And hey, if all that shit fails, you can always try complete and utter madness. Looks like it's working out great for these guys:
#6. These Pants: They Are Unjust.
"Welp. We had a good run, clothes, but an end must come to all things ..."
Nobody sings the blues like a black man. Nobody slaps skanks like a latina woman. Nobody drinks like a Scotsman, and nobody -- but nobody -- protests like a South Korean. When you're unhappy about something in South Korea, you don't write a wussy letter or file a pansy petition. You slap on your fightin' underwear and make like Michael McDonald: You take that shit to the streets.
This particular image is of a South Korean soccer fan after his team lost to Switzerland in the 2006 World Cup. Though he was doubtlessly overcome by the futile rage that poor ball-handling imbues in us all, this man chose not to manifest it via something as pedestrian and vulgar as violence. No, he marched right out into the middle of the road, as both police and rioters swarmed all about him, and the world in general devolved into anarchic chaos, and he said, "You know what? Fuck pants."

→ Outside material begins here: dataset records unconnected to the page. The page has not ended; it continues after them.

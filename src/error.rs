//! Crate-wide error plumbing.
//!
//! Most code returns `anyhow::Result` and attaches context with
//! `.with_context(...)` at syscall/IO boundaries. The small set of errors the
//! CLI needs to match on by kind (not just print) are `RuntimeError`
//! variants, downcast out of the `anyhow::Error` chain at the call site that
//! cares.

pub type Result<T> = anyhow::Result<T>;

#[derive(thiserror::Error, Debug)]
pub enum Error {
    #[error("no such container: {0}")]
    NoSuchContainer(String),

    #[error("no such network: {0}")]
    NoSuchNetwork(String),

    #[error("container {0} is not stopped")]
    ContainerNotStopped(String),

    #[error("container {0} has no running process")]
    ContainerNotRunning(String),

    #[error("invalid signal: {0}")]
    InvalidSignal(String),

    #[error("invalid CIDR: {0}")]
    InvalidCidr(String),

    #[error("address pool for {0} is exhausted")]
    PoolExhausted(String),

    #[error("missing user command")]
    MissingCommand,
}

And he's right. Goddammit, he's right.
#5. Kanellos: Canis Tumultus
Jesus. That looks intense, whatever that is. But wait, this is an article about protesters. So where are they? Are these actually rioters disguised as cops, or was this one of those "protest via self-implosion" deals?

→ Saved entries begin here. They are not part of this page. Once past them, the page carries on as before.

//! IPAM (component C). Bitmap allocator grounded on the original
//! `network/ipam.go`: one byte per address (`'0'` free, `'1'` allocated),
//! persisted as JSON keyed by CIDR string. The `+1` in `allocate` skips the
//! network address, matching the original's `ip[3] += 1` step.

use std::collections::HashMap;
use std::fs;
use std::net::Ipv4Addr;
use std::path::{Path, PathBuf};

use anyhow::Context;
use serde::{Deserialize, Serialize};

use crate::error::Error;
use crate::Result;

#[derive(Clone, Copy, Debug, PartialEq, Eq)]
pub struct Cidr {
    pub base: Ipv4Addr,
    pub prefix: u8,
}

impl Cidr {
    pub fn parse(s: &str) -> Result<Self> {
        let (addr, prefix) = s
            .split_once('/')
            .ok_or_else(|| Error::InvalidCidr(s.to_string()))?;
        let addr: Ipv4Addr = addr
            .parse()
            .map_err(|_| Error::InvalidCidr(s.to_string()))?;
        let prefix: u8 = prefix
            .parse()
            .map_err(|_| Error::InvalidCidr(s.to_string()))?;
        if prefix > 32 {
            return Err(Error::InvalidCidr(s.to_string()).into());
        }
        let mask = if prefix == 0 {
            0
        } else {
            u32::MAX << (32 - prefix)
        };
        let base = u32::from(addr) & mask;
        Ok(Self {
            base: Ipv4Addr::from(base),
            prefix,
        })
    }

    pub fn host_bits(&self) -> u32 {
        32 - self.prefix as u32
    }

    pub fn size(&self) -> usize {
        1usize << self.host_bits()
    }
}

impl std::fmt::Display for Cidr {
    fn fmt(&self, f: &mut std::fmt::Formatter<'_>) -> std::fmt::Result {
        write!(f, "{}/{}", self.base, self.prefix)
    }
}

/// A `'0'`/`'1'` ASCII bitmap, one byte per address. Serialized as a plain
/// JSON string (not base64) for human-debuggability — see SPEC_FULL.md §4.C.
#[derive(Clone, Debug, Default, Serialize, Deserialize)]
#[serde(transparent)]
struct Bitmap(String);

impl Bitmap {
    fn filled(len: usize) -> Self {
        Self("0".repeat(len))
    }

    fn bytes(&self) -> &[u8] {
        self.0.as_bytes()
    }

    fn set(&mut self, index: usize, value: u8) {
        let replacement = if value == b'1' { "1" } else { "0" };
        self.0.replace_range(index..index + 1, replacement);
    }
}

#[derive(Clone, Debug, Default, Serialize, Deserialize)]
#[serde(transparent)]
struct Subnets(HashMap<String, Bitmap>);

pub struct Ipam {
    path: PathBuf,
}

impl Ipam {
    pub fn new(path: PathBuf) -> Self {
        Self { path }
    }

    fn load(&self) -> Subnets {
        fs::read(&self.path)
            .ok()
            .and_then(|data| serde_json::from_slice(&data).ok())
            .unwrap_or_default()
    }

    fn dump(&self, subnets: &Subnets) -> Result<()> {
        if let Some(parent) = self.path.parent() {
            fs::create_dir_all(parent).context("creating ipam dir")?;
        }
        let data = serde_json::to_vec_pretty(subnets)?;
        let tmp = self.path.with_extension("json.tmp");
        fs::write(&tmp, &data)?;
        fs::rename(&tmp, &self.path).context("persisting ipam state")
    }

    /// Allocate the first free address in `cidr`. Returns the allocated
    /// address (the network's first host address on first call).
    pub fn allocate(&self, cidr: &Cidr) -> Result<Ipv4Addr> {
        let mut subnets = self.load();
        let key = cidr.to_string();
        let bitmap = subnets
            .0
            .entry(key.clone())
            .or_insert_with(|| Bitmap::filled(cidr.size()));
        let index = bitmap
            .bytes()
            .iter()
            .position(|&b| b == b'0')
            .ok_or_else(|| Error::PoolExhausted(key.clone()))?;
        bitmap.set(index, b'1');
        let ip = Ipv4Addr::from(u32::from(cidr.base) + index as u32 + 1);
        self.dump(&subnets)?;
        Ok(ip)
    }

    /// Release a previously allocated address back to the pool.
    pub fn release(&self, cidr: &Cidr, ip: Ipv4Addr) -> Result<()> {
        let mut subnets = self.load();
        let key = cidr.to_string();
        if let Some(bitmap) = subnets.0.get_mut(&key) {
            let index = (u32::from(ip) - u32::from(cidr.base)).wrapping_sub(1) as usize;
            if index < bitmap.bytes().len() {
                bitmap.set(index, b'0');
            }
        }
        self.dump(&subnets)
    }
}

#[cfg(test)]
mod tests {
    use super::*;
    use tempfile::tempdir;

    #[test]
    fn allocate_release_round_trips() {
        let dir = tempdir().unwrap();
        let ipam = Ipam::new(dir.path().join("subnet.json"));
        let cidr = Cidr::parse("192.168.10.0/24").unwrap();

        let before = ipam.load();
        let a = ipam.allocate(&cidr).unwrap();
        assert_eq!(a, Ipv4Addr::new(192, 168, 10, 1));
        let b = ipam.allocate(&cidr).unwrap();
        assert_eq!(b, Ipv4Addr::new(192, 168, 10, 2));

        ipam.release(&cidr, b).unwrap();
        ipam.release(&cidr, a).unwrap();
        let after = ipam.load();
        assert_eq!(
            before.0.get(&cidr.to_string()).map(|b| b.0.clone()),
            after.0.get(&cidr.to_string()).map(|b| b.0.clone())
        );
    }

    #[test]
    fn allocations_are_distinct_and_in_range() {
        let dir = tempdir().unwrap();
        let ipam = Ipam::new(dir.path().join("subnet.json"));
        let cidr = Cidr::parse("10.0.0.0/29").unwrap();
        let mut seen = std::collections::HashSet::new();
        for _ in 0..6 {
            let ip = ipam.allocate(&cidr).unwrap();
            assert!(seen.insert(ip));
            assert!(u32::from(ip) >= u32::from(cidr.base));
            assert!(u32::from(ip) < u32::from(cidr.base) + cidr.size() as u32);
        }
    }

    #[test]
    fn exhausted_pool_errors() {
        let dir = tempdir().unwrap();
        let ipam = Ipam::new(dir.path().join("subnet.json"));
        let cidr = Cidr::parse("10.0.0.0/30").unwrap();
        for _ in 0..4 {
            let _ = ipam.allocate(&cidr);
        }
        assert!(ipam.allocate(&cidr).is_err());
    }

    #[test]
    fn parses_cidr() {
        let cidr = Cidr::parse("192.168.10.5/24").unwrap();
        assert_eq!(cidr.base, Ipv4Addr::new(192, 168, 10, 0));
        assert_eq!(cidr.prefix, 24);
        assert!(Cidr::parse("not-a-cidr").is_err());
        assert!(Cidr::parse("1.2.3.4/33").is_err());
    }
}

Nope: It's the dog. The dog is protesting here. That's Kanellos the Riot Dog, and if you've seen this image before, then you know what's coming:
Are they fleeing together from an unseen enemy, or is Riot Dog just about to fuck up a brother with poor color coordination skills?

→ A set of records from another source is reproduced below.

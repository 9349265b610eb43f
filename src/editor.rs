//! Nested rubric editor: fine-grained edits over the rubric -> criteria ->
//! levels -> descriptors tree, keeping its invariants intact.
//!
//! Invariants maintained here:
//!   - at least one criterion exists at all times
//!   - at least one level per criterion
//!   - `order` fields stay contiguous 1..n after any insert/delete
//!   - weights stay inside (0, 1]; level scores inside [0, 20]
//!   - free text passes through the sanitizer before it is stored

use thiserror::Error;
use tracing::debug;

use crate::config::WizardDefaults;
use crate::domain::{CriterionDraft, LevelDraft, RubricDraft, SCORE_MAX, SCORE_MIN};
use crate::validate::sanitize_typing;

/// Invariant violations reported by the editor. All are recoverable: the
/// offending operation becomes a no-op.
#[derive(Clone, Debug, Error, PartialEq, Eq)]
pub enum EditorError {
  #[error("Debe haber al menos un criterio")]
  LastCriterion,
  #[error("Cada criterio necesita al menos un nivel")]
  LastLevel,
  #[error("Índice fuera de rango")]
  BadIndex,
}

impl RubricDraft {
  /// Append a new criterion built from the configured defaults.
  pub fn add_criterion(&mut self, defaults: &WizardDefaults) {
    let order = self.criteria.len() as u32 + 1;
    let mut c = CriterionDraft::starter(order);
    c.weight = defaults.default_weight;
    if let Some(level) = c.levels.first_mut() {
      level.name = defaults.default_level_name.clone();
      level.min_score = defaults.default_level_score;
      level.max_score = defaults.default_level_score;
    }
    debug!(target: "wizard", order, "Criterio agregado");
    self.criteria.push(c);
  }

  /// Remove the criterion at `index`. Rejected when it is the last one.
  pub fn delete_criterion(&mut self, index: usize) -> Result<(), EditorError> {
    if index >= self.criteria.len() {
      return Err(EditorError::BadIndex);
    }
    if self.criteria.len() == 1 {
      return Err(EditorError::LastCriterion);
    }
    self.criteria.remove(index);
    self.renumber_criteria();
    debug!(target: "wizard", index, remaining = self.criteria.len(), "Criterio eliminado");
    Ok(())
  }

  pub fn set_name(&mut self, value: &str) {
    self.name = sanitize_typing(value);
  }

  pub fn set_description(&mut self, value: &str) {
    self.description = sanitize_typing(value);
  }

  pub fn set_criterion_name(&mut self, index: usize, value: &str) -> Result<(), EditorError> {
    let c = self.criteria.get_mut(index).ok_or(EditorError::BadIndex)?;
    c.name = sanitize_typing(value);
    Ok(())
  }

  pub fn set_criterion_description(&mut self, index: usize, value: &str) -> Result<(), EditorError> {
    let c = self.criteria.get_mut(index).ok_or(EditorError::BadIndex)?;
    c.description = sanitize_typing(value);
    Ok(())
  }

  /// Store a criterion weight given as a whole percent. The input is clamped
  /// to [1, 100] and kept as a fraction; returns the fresh total so callers
  /// can refresh the live percentage display.
  pub fn set_criterion_weight_percent(
    &mut self,
    index: usize,
    percent: f64,
  ) -> Result<u32, EditorError> {
    let c = self.criteria.get_mut(index).ok_or(EditorError::BadIndex)?;
    let percent = if percent.is_finite() { percent.clamp(1.0, 100.0) } else { 1.0 };
    c.weight = percent / 100.0;
    Ok(self.total_weight_percent())
  }

  /// Append a new level to the criterion at `criterion_index`.
  pub fn add_level(
    &mut self,
    criterion_index: usize,
    defaults: &WizardDefaults,
  ) -> Result<(), EditorError> {
    let c = self
      .criteria
      .get_mut(criterion_index)
      .ok_or(EditorError::BadIndex)?;
    let order = c.levels.len() as u32 + 1;
    let mut level = LevelDraft::starter(order);
    level.name = defaults.default_level_name.clone();
    level.min_score = defaults.default_level_score;
    level.max_score = defaults.default_level_score;
    c.levels.push(level);
    Ok(())
  }

  /// Remove a level. Rejected when it is the criterion's last one.
  pub fn delete_level(
    &mut self,
    criterion_index: usize,
    level_index: usize,
  ) -> Result<(), EditorError> {
    let c = self
      .criteria
      .get_mut(criterion_index)
      .ok_or(EditorError::BadIndex)?;
    if level_index >= c.levels.len() {
      return Err(EditorError::BadIndex);
    }
    if c.levels.len() == 1 {
      return Err(EditorError::LastLevel);
    }
    c.levels.remove(level_index);
    for (i, level) in c.levels.iter_mut().enumerate() {
      level.order = (i + 1) as u32;
    }
    Ok(())
  }

  pub fn set_level_name(
    &mut self,
    criterion_index: usize,
    level_index: usize,
    value: &str,
  ) -> Result<(), EditorError> {
    let level = self.level_mut(criterion_index, level_index)?;
    level.name = sanitize_typing(value);
    Ok(())
  }

  /// Overwrite the level's single descriptor. Add/remove of descriptors is
  /// intentionally not exposed: current policy is exactly one per level.
  pub fn set_level_descriptor(
    &mut self,
    criterion_index: usize,
    level_index: usize,
    value: &str,
  ) -> Result<(), EditorError> {
    let level = self.level_mut(criterion_index, level_index)?;
    let text = sanitize_typing(value);
    if level.descriptors.is_empty() {
      level.descriptors.push(text);
    } else {
      level.descriptors[0] = text;
    }
    Ok(())
  }

  pub fn set_level_min_score(
    &mut self,
    criterion_index: usize,
    level_index: usize,
    value: f64,
  ) -> Result<(), EditorError> {
    let level = self.level_mut(criterion_index, level_index)?;
    level.min_score = clamp_score(value);
    Ok(())
  }

  pub fn set_level_max_score(
    &mut self,
    criterion_index: usize,
    level_index: usize,
    value: f64,
  ) -> Result<(), EditorError> {
    let level = self.level_mut(criterion_index, level_index)?;
    level.max_score = clamp_score(value);
    Ok(())
  }

  /// Sum of all criteria weights, rounded to a whole percent. The live
  /// display uses this; finishing requires it to be exactly 100.
  pub fn total_weight_percent(&self) -> u32 {
    let total: f64 = self.criteria.iter().map(|c| c.weight).sum();
    (total * 100.0).round().max(0.0) as u32
  }

  fn renumber_criteria(&mut self) {
    for (i, c) in self.criteria.iter_mut().enumerate() {
      c.order = (i + 1) as u32;
    }
  }

  fn level_mut(
    &mut self,
    criterion_index: usize,
    level_index: usize,
  ) -> Result<&mut LevelDraft, EditorError> {
    self
      .criteria
      .get_mut(criterion_index)
      .ok_or(EditorError::BadIndex)?
      .levels
      .get_mut(level_index)
      .ok_or(EditorError::BadIndex)
  }
}

fn clamp_score(value: f64) -> f64 {
  if value.is_finite() {
    value.clamp(SCORE_MIN, SCORE_MAX)
  } else {
    SCORE_MIN
  }
}

#[cfg(test)]
mod tests {
  use super::*;

  fn defaults() -> WizardDefaults {
    WizardDefaults::default()
  }

  #[test]
  fn total_weight_is_rounded_sum_of_percents() {
    let mut r = RubricDraft::default();
    let d = defaults();
    r.add_criterion(&d);
    r.add_criterion(&d);
    r.criteria[0].weight = 1.0 / 3.0;
    r.criteria[1].weight = 1.0 / 3.0;
    r.criteria[2].weight = 1.0 / 3.0;
    assert_eq!(r.total_weight_percent(), 100);

    r.criteria[2].weight = 0.24;
    // 0.3333 + 0.3333 + 0.24 = 0.9066 -> 91
    assert_eq!(r.total_weight_percent(), 91);
  }

  #[test]
  fn deleting_the_sole_criterion_is_rejected() {
    let mut r = RubricDraft::default();
    assert_eq!(r.delete_criterion(0), Err(EditorError::LastCriterion));
    assert_eq!(r.criteria.len(), 1);
  }

  #[test]
  fn deleting_the_sole_level_is_rejected() {
    let mut r = RubricDraft::default();
    assert_eq!(r.delete_level(0, 0), Err(EditorError::LastLevel));
    assert_eq!(r.criteria[0].levels.len(), 1);
  }

  #[test]
  fn orders_stay_contiguous_after_add_and_delete() {
    let mut r = RubricDraft::default();
    let d = defaults();
    r.add_criterion(&d);
    r.add_criterion(&d);
    r.add_criterion(&d);
    r.delete_criterion(1).unwrap();
    let orders: Vec<u32> = r.criteria.iter().map(|c| c.order).collect();
    assert_eq!(orders, vec![1, 2, 3]);

    r.delete_criterion(0).unwrap();
    let orders: Vec<u32> = r.criteria.iter().map(|c| c.order).collect();
    assert_eq!(orders, vec![1, 2]);
  }

  #[test]
  fn level_orders_renumber_after_delete() {
    let mut r = RubricDraft::default();
    let d = defaults();
    r.add_level(0, &d).unwrap();
    r.add_level(0, &d).unwrap();
    r.delete_level(0, 0).unwrap();
    let orders: Vec<u32> = r.criteria[0].levels.iter().map(|l| l.order).collect();
    assert_eq!(orders, vec![1, 2]);
  }

  #[test]
  fn weight_percent_is_clamped_and_stored_as_fraction() {
    let mut r = RubricDraft::default();
    let total = r.set_criterion_weight_percent(0, 250.0).unwrap();
    assert!((r.criteria[0].weight - 1.0).abs() < f64::EPSILON);
    assert_eq!(total, 100);

    r.set_criterion_weight_percent(0, 0.0).unwrap();
    assert!((r.criteria[0].weight - 0.01).abs() < f64::EPSILON);

    r.set_criterion_weight_percent(0, f64::NAN).unwrap();
    assert!((r.criteria[0].weight - 0.01).abs() < f64::EPSILON);
  }

  #[test]
  fn scores_are_clamped_to_the_band() {
    let mut r = RubricDraft::default();
    r.set_level_min_score(0, 0, -5.0).unwrap();
    r.set_level_max_score(0, 0, 99.0).unwrap();
    let level = &r.criteria[0].levels[0];
    assert_eq!(level.min_score, 0.0);
    assert_eq!(level.max_score, 20.0);
  }

  #[test]
  fn text_setters_sanitize_before_storing() {
    let mut r = RubricDraft::default();
    r.set_criterion_name(0, "Claridad 100%").unwrap();
    assert_eq!(r.criteria[0].name, "Claridad");
    r.set_level_descriptor(0, 0, "Usa  3   fuentes").unwrap();
    assert_eq!(r.criteria[0].levels[0].descriptors[0], "Usa fuentes");
    r.set_name("Rúbrica <final>");
    assert_eq!(r.name, "Rúbrica final");
  }

  #[test]
  fn bad_indices_are_reported() {
    let mut r = RubricDraft::default();
    assert_eq!(r.delete_criterion(7), Err(EditorError::BadIndex));
    assert_eq!(r.set_criterion_name(7, "x"), Err(EditorError::BadIndex));
    assert_eq!(r.set_level_name(0, 7, "x"), Err(EditorError::BadIndex));
  }
}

Keen observers will note that, holy shit, that's the same Gas Mask Guy from the last article! Greek riots are like The Expendables of social protest.
A riot dog has been seen in every single riot in Greece for over a decade now. Notice I said "a riot dog" up there: That's because Kanellos is only one of three potential riotous canines. There's also Thodoris and Loukanikos, who are often mistaken for Kanellos because they have similar coloring, and all wear the same blue collar (that's not a conspiracy; it just signifies that a dog is current on its shots in the city of Athens).
If you're a little disappointed upon learning that the Riot Dog was not just one remarkable pup born with an innate love of tear gas only rivaled by his inherent dislike for The Man, take heart: The other riot dogs -- Thodoris and Loukanikos -- are most likely Kanellos' pups, carrying on his legacy.
That's right: Much like brachycephaly and hip dysplasia, intolerance for social injustice is a hereditary trait.
#4. The Protesting Clowns
Isn't that cute? Those clowns are affably mocking those police officers. I bet everybody's having a lovely, light-hearted moment in the midst of an otherwise tense situation up there. Except, of course, for the cop on the very upper right. Something about his posture is off. He looks a little scared, actually ...
In fact, most of these cops look pretty frightened:
"EeeeEEYAAH!" "Haha, Bill, keep it together you can't be leEEAYAAAH! Holy shit I just saw it!"
But why? They're just innocent clowns! Hell, they're not even really that: They're actually protesters who've dubbed themselves CIRCA, the Clandestine Insurgent Rebel Clown Army. And like most every 20-something doing some ridiculous bullshit, CIRCA seems to be taking themselves way too seriously, as Sociology 101 vomit like this illustrates:
"The methodology of rebel clowning was developed as a way of trying to overcome what we perceived as some of the deeper problems in the way we behave as radicals towards each other, ourselves and our world. To share and disseminate this form, that we termed 'rebel clowning'"
So they're not even real clowns, just self-important college kids who need more attention than ordinary rioting nets them. Why are those cops so scared of them, then? Oh, I don't know, maybe they faced down this terrifying goddamn wall of charging clowns earlier that day, and are still suffering from Acute Post-Traumatic Clown Stress Disorder.
I can not even comprehend the kind of trigger discipline it must take not to just reflexively terror-fire into the tsunami of grinning clown-flesh about to break right over you, but I do know that every one of those officers who came out of this experience with dry pants deserves a fucking Medal of Valor.
That's terrorism. That counts as terrorism.